Brasil espera eleição menos polarizada, mas campanhas mais agressivas
24 de dez. de 2021, 15:05
— Lusa/AO Online
Em
declarações à Lusa, o analista político brasileiro disse acreditar que a
aprovação da lei que permite a formação de federações partidárias e o
surgimento de nomes fortes na corrida eleitoral, como do ex-juiz Sergio
Moro, farão com que a polarização seja menor no próximo ano, apesar do
favoritismo do atual Presidente do Brasil, Jair Bolsonaro, e do antigo
chefe de Estado Lula da Silva, apontados como futuros candidatos
presidenciais."A campanha de 2022 com
certeza será mais equilibrada do que em 2018. Teremos uma campanha muito
agressiva, mas em que o cenário é diferente do de 2018. Toda a deceção
da população brasileira, o apoio à Lava Jato, a questão do
'anti-petismo' [anti Partido dos Trabalhadores] com o Lula preso, foi
tudo concentrado em Bolsonaro em 2018", analisou Baía, indicando que no
próximo ano o cenário será mais plural."Agora
vamos ter Sergio Moro candidato, num momento em que é acusado de ser um
juiz parcial, manipulador, que teve todos os seus atos anulados. Vamos
ter uma campanha contra Bolsonaro em função da política económica e da
questão da pandemia, e uma campanha contra o Lula em que os seus
adversários vão levantar a questão da corrupção", afirmou.Segundo
Baía, também a federação de partidos, um bloco partidário que se forma
para participar na eleição e que tem a obrigação de permanecer junto até
ao final da legislatura, terá um impacto significativo, "uma vez que
formada essa federação para concorrer nos sufrágios de 2022, esse grupo
torna-se um partido federado que vai até 2026"."Essa
questão da federação partidária avança a passos largos agora neste
final de 2021 e início de 2022. Vimos uma movimentação grande feita pelo
Partido dos Trabalhadores (PT), Partido Socialista Brasileiro (PSB) e
pelo Partido Comunista do Brasil (PCdoB). Certamente funcionará como
polo aglutinador para formar a maior bancada de deputados federais, o
que era um projeto do PT, e que agora se amplia", disse."Esta
é uma questão que merece atenção porque as federações partidárias visam
já o desenho do jogo parlamentar na Câmara dos Deputados e nas casas
legislativas, mas também estão atreladas a campanhas de governador em
cada estado", acrescentou o politólogo.Apesar
de Luiz Inácio Lula da Silva ainda não ter confirmado a sua
candidatura, ele lidera as sondagens sobre as presidenciais de outubro
de 2022.De acordo com Paulo Baía, que é
também sociólogo e professor da Universidade Federal do Rio de Janeiro
(UFRJ), as últimas sondagens mostram uma adesão muito forte do eleitor à
candidatura de Lula da Silva e uma candidatura consolidada de
Bolsonaro, posicionado em segundo lugar.
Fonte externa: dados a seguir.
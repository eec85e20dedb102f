use std::sync::Arc;

use anyhow::{anyhow, Context, Result};
use chrono::Utc;
use tokio::task::JoinHandle;
use tokio::time::MissedTickBehavior;

use crate::bot::BotDispatcher;
use crate::collaborators::{ChatTransport, Collaborators, MailProvider, TextGenerator};
use crate::config::MailSyncConfig;
use crate::database::MailSyncDatabase;
use crate::gmail::{GmailClient, GoogleOAuth};
use crate::http_client::build_http_client;
use crate::ingest::NotificationIngestor;
use crate::llm_client::LlmClient;
use crate::renewal::RenewalScheduler;
use crate::reply::ReplyStateMachine;
use crate::retry::RetryPolicy;
use crate::server::{self, ServerState};
use crate::subscription::SubscriptionManager;
use crate::sync_engine::SyncEngine;
use crate::telegram::{self, TelegramClient};

/// Every long-lived component, wired once at startup.
pub struct MailSyncRuntime {
    pub config: Arc<MailSyncConfig>,
    pub collab: Collaborators,
    pub oauth: GoogleOAuth,
    pub telegram: Option<TelegramClient>,
    pub subscriptions: Arc<SubscriptionManager>,
    pub sync: Arc<SyncEngine>,
    pub ingestor: Arc<NotificationIngestor>,
    pub reply: Arc<ReplyStateMachine>,
    pub renewal: Arc<RenewalScheduler>,
    pub dispatcher: Arc<BotDispatcher>,
}

pub struct MailSyncRuntimeBuilder {
    config: MailSyncConfig,
    database: Option<Arc<MailSyncDatabase>>,
    provider: Option<Arc<dyn MailProvider>>,
    generator: Option<Arc<dyn TextGenerator>>,
    chat: Option<Arc<dyn ChatTransport>>,
}

impl MailSyncRuntimeBuilder {
    pub fn new(config: MailSyncConfig) -> Self {
        Self {
            config,
            database: None,
            provider: None,
            generator: None,
            chat: None,
        }
    }

    pub fn with_database(mut self, database: Arc<MailSyncDatabase>) -> Self {
        self.database = Some(database);
        self
    }

    pub fn with_provider(mut self, provider: Arc<dyn MailProvider>) -> Self {
        self.provider = Some(provider);
        self
    }

    pub fn with_generator(mut self, generator: Arc<dyn TextGenerator>) -> Self {
        self.generator = Some(generator);
        self
    }

    pub fn with_chat(mut self, chat: Arc<dyn ChatTransport>) -> Self {
        self.chat = Some(chat);
        self
    }

    pub fn build(self) -> Result<MailSyncRuntime> {
        let config = self.config;
        let http = build_http_client().context("failed to build HTTP client")?;

        let db = match self.database {
            Some(db) => db,
            None => Arc::new(
                MailSyncDatabase::new(&config.database_path)
                    .with_context(|| format!("failed to open database {}", config.database_path))?,
            ),
        };

        let oauth = GoogleOAuth::new(
            config.google_client_id.clone(),
            config.google_client_secret.clone(),
            config.google_redirect_uri.clone(),
            http.clone(),
        );

        let provider: Arc<dyn MailProvider> = match self.provider {
            Some(provider) => provider,
            None => {
                if config.google_client_id.trim().is_empty()
                    || config.gmail_pubsub_topic.trim().is_empty()
                {
                    return Err(anyhow!(
                        "GOOGLE_CLIENT_ID and GMAIL_PUBSUB_TOPIC are required"
                    ));
                }
                Arc::new(GmailClient::new(
                    http.clone(),
                    oauth.clone(),
                    db.clone(),
                    config.gmail_pubsub_topic.clone(),
                ))
            }
        };

        let generator: Arc<dyn TextGenerator> = match self.generator {
            Some(generator) => generator,
            None => {
                if config.llm_api_key.is_none() {
                    tracing::warn!("No LLM API key configured; summaries will likely fail");
                }
                Arc::new(LlmClient::new(
                    config.llm_api_url.clone(),
                    config.llm_api_key.clone().unwrap_or_default(),
                    config.llm_model.clone(),
                    http.clone(),
                ))
            }
        };

        let telegram = if config.telegram_bot_token.trim().is_empty() {
            None
        } else {
            Some(TelegramClient::new(&config.telegram_bot_token, http.clone()))
        };
        let chat: Arc<dyn ChatTransport> = match (self.chat, telegram.clone()) {
            (Some(chat), _) => chat,
            (None, Some(client)) => Arc::new(client),
            (None, None) => return Err(anyhow!("TELEGRAM_BOT_TOKEN is required")),
        };

        let collab = Collaborators {
            provider,
            generator,
            chat,
            db,
            retry: RetryPolicy::from_config(&config.retry),
        };

        let config = Arc::new(config);
        let subscriptions = Arc::new(SubscriptionManager::new(collab.clone()));
        // One reply machine: notifications and user actions share its context locks.
        let reply = Arc::new(ReplyStateMachine::new(collab.clone()));
        let sync = Arc::new(SyncEngine::new(
            collab.clone(),
            subscriptions.clone(),
            reply.clone(),
            config.item_concurrency,
        ));
        let ingestor = Arc::new(NotificationIngestor::new(collab.clone(), sync.clone()));
        let renewal = Arc::new(RenewalScheduler::new(
            collab.clone(),
            subscriptions.clone(),
            config.renewal_interval(),
        ));
        let dispatcher = Arc::new(BotDispatcher::new(
            collab.clone(),
            config.clone(),
            subscriptions.clone(),
            reply.clone(),
        ));

        tracing::info!(
            "Runtime ready (renewal every {}h, context ttl {}h, item concurrency {})",
            renewal.interval().as_secs() / 3600,
            config.context_ttl().num_hours(),
            config.item_concurrency
        );

        Ok(MailSyncRuntime {
            config,
            collab,
            oauth,
            telegram,
            subscriptions,
            sync,
            ingestor,
            reply,
            renewal,
            dispatcher,
        })
    }
}

impl MailSyncRuntime {
    pub fn bootstrap(config: MailSyncConfig) -> Result<Self> {
        MailSyncRuntimeBuilder::new(config).build()
    }

    pub fn server_state(&self) -> Result<Arc<ServerState>> {
        Ok(Arc::new(ServerState {
            config: self.config.clone(),
            auth: server::load_auth_config(&self.config)?,
            collab: self.collab.clone(),
            oauth: self.oauth.clone(),
            dispatcher: self.dispatcher.clone(),
            ingestor: self.ingestor.clone(),
            renewal: self.renewal.clone(),
            reply: self.reply.clone(),
        }))
    }

    pub fn spawn_renewal_loop(&self) -> JoinHandle<()> {
        tokio::spawn(self.renewal.clone().run_forever())
    }

    /// Periodically drop reply contexts nobody finished.
    pub fn spawn_context_expiry_loop(&self) -> JoinHandle<()> {
        let reply = self.reply.clone();
        let ttl = self.config.context_ttl();
        let every = self.config.context_sweep_interval();
        tokio::spawn(async move {
            let mut ticker = tokio::time::interval(every);
            ticker.set_missed_tick_behavior(MissedTickBehavior::Skip);
            loop {
                ticker.tick().await;
                match reply.purge_expired(Utc::now() - ttl) {
                    Ok(0) => {}
                    Ok(purged) => tracing::info!("Purged {} expired reply context(s)", purged),
                    Err(e) => tracing::error!("Context expiry sweep failed: {}", e),
                }
            }
        })
    }

    /// Long polling, or webhook registration when configured.
    pub async fn start_telegram(&self) -> Result<Option<JoinHandle<()>>> {
        let Some(client) = self.telegram.clone() else {
            return Ok(None);
        };

        if self.config.telegram_use_webhook {
            let url = format!(
                "{}/telegram/webhook",
                self.config.public_base_url.trim_end_matches('/')
            );
            client
                .set_webhook(&url, self.config.telegram_webhook_secret.as_deref())
                .await
                .context("failed to register Telegram webhook")?;
            tracing::info!("Telegram webhook registered at {}", url);
            return Ok(None);
        }

        Ok(Some(tokio::spawn(telegram::run_polling(
            client,
            self.dispatcher.clone(),
        ))))
    }

    /// Start background loops and serve HTTP until the server exits.
    pub async fn serve(self) -> Result<()> {
        let state = self.server_state()?;
        self.spawn_renewal_loop();
        self.spawn_context_expiry_loop();
        self.start_telegram().await?;
        server::serve(state).await
    }
}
Contudo,
segundo o politólogo, a entrada de Sergio Moro na corrida eleitoral
"abala o sistema de competição, aparecendo já em terceiro lugar, mas
faltando-lhe força para enfrentar Bolsonaro e tirá-lo da segunda volta".Para
Baía, será fundamental para Lula conseguir que o ex-candidato
presidencial e antigo governador de São Paulo Geraldo Alckmin aceite ser
seu vice-presidente, porque conseguirá atrair uma parcela de eleitores
que votou em Bolsonaro e que se arrependeu: "Outra parcela irá para o
Moro, mas a desmoralização da Lava Jato é muito grande", salientou.Em
relação à pandemia de covid-19 em 2022, que até ao momento já causou
mais de 616 mil mortes e 22 milhões de infeções no Brasil, o professor
universitário acredita que a postura do Governo não mudará e o
negacionismo do chefe de Estado irá permanecer.Já
no campo económico, o economista brasileiro Alexandre Schwartsman
assumiu, em declarações à agência Lusa, ter "uma perspetiva ruim para o
ano que vem".Schwartsman, ex-diretor de
assuntos internacionais do Banco Central do Brasil, apontou que a
economia do país deverá entrar numa nova recessão, com queda do Produto
Interno Bruto (PIB) de 0,5% em 2022."Por
enquanto, a projeção é de -0,5%, muito por força da perceção de que a
economia hoje já está praticamente estagnada e também por força do
aumento da taxa real de juros, que já subiu para o redor de 6%. Temos
uma taxa de juros muito alta, que deve ter impacto no crescimento a
partir do primeiro para o segundo trimestre do ano que vem", declarou.Do
ponto de vista de inflação, o analista disse estar um pouco mais
pessimista do que o consenso de mercado, que tem uma visão de inflação
na casa dos 5%. "Tenho uma projeção de
inflação para 2022 mais perto de 5,5%. Não é muito pior, mas é pior, e
bem acima da meta, acima inclusive do limite superior do intervalo de
tolerância para a meta de inflação", frisou.Também
o desemprego deverá subir no próximo ano. Na média de 2021, o
desemprego deverá fixar-se em torno de 13% e, no ano que vem, deverá
ficar mais perto de 14%, segundo projeções de Schwartsman.O
ex-diretor do Banco Central admite que 2022 será um ano de "muita
turbulência" no Brasil devido às eleições, mas sublinhou que os
brasileiros "não vão eleger ninguém que vá ter uma postura muito
favorável à continuidade de reformas"."Entre
os candidatos que parecem capazes de serem eleitos, acho que nenhum
deles terá comprado essa ideia de que se precisa de fazer reformas
profundas para o país voltar a crescer", afirmou.Alexandre
Schwartsman recordou que as privatizações, um dos principais projetos
económicos do ministro da Economia, Paulo Guedes, não avançaram nos
primeiros três anos de Governo, e que 2022 não será exceção."Não
aconteceu nada nos últimos anos e não vai acontecer nada em 2022. Nada
de relevante será privatizado. As promessas de privatizações foram um
completo desastre. (...) Não se mexeu na Eletrobras, nos Correios, no
que realmente interessa, como Petrobras, Banco do Brasil e Caixa
Económica", elencou."Por mais que o
Governo fale que faltam condições políticas, a grande verdade é que em
momento algum se cogitou a sério levar isso adiante. O Paulo Guedes fala
e ninguém leva a sério e muito menos o Presidente da República",
concluiu Schwartsman.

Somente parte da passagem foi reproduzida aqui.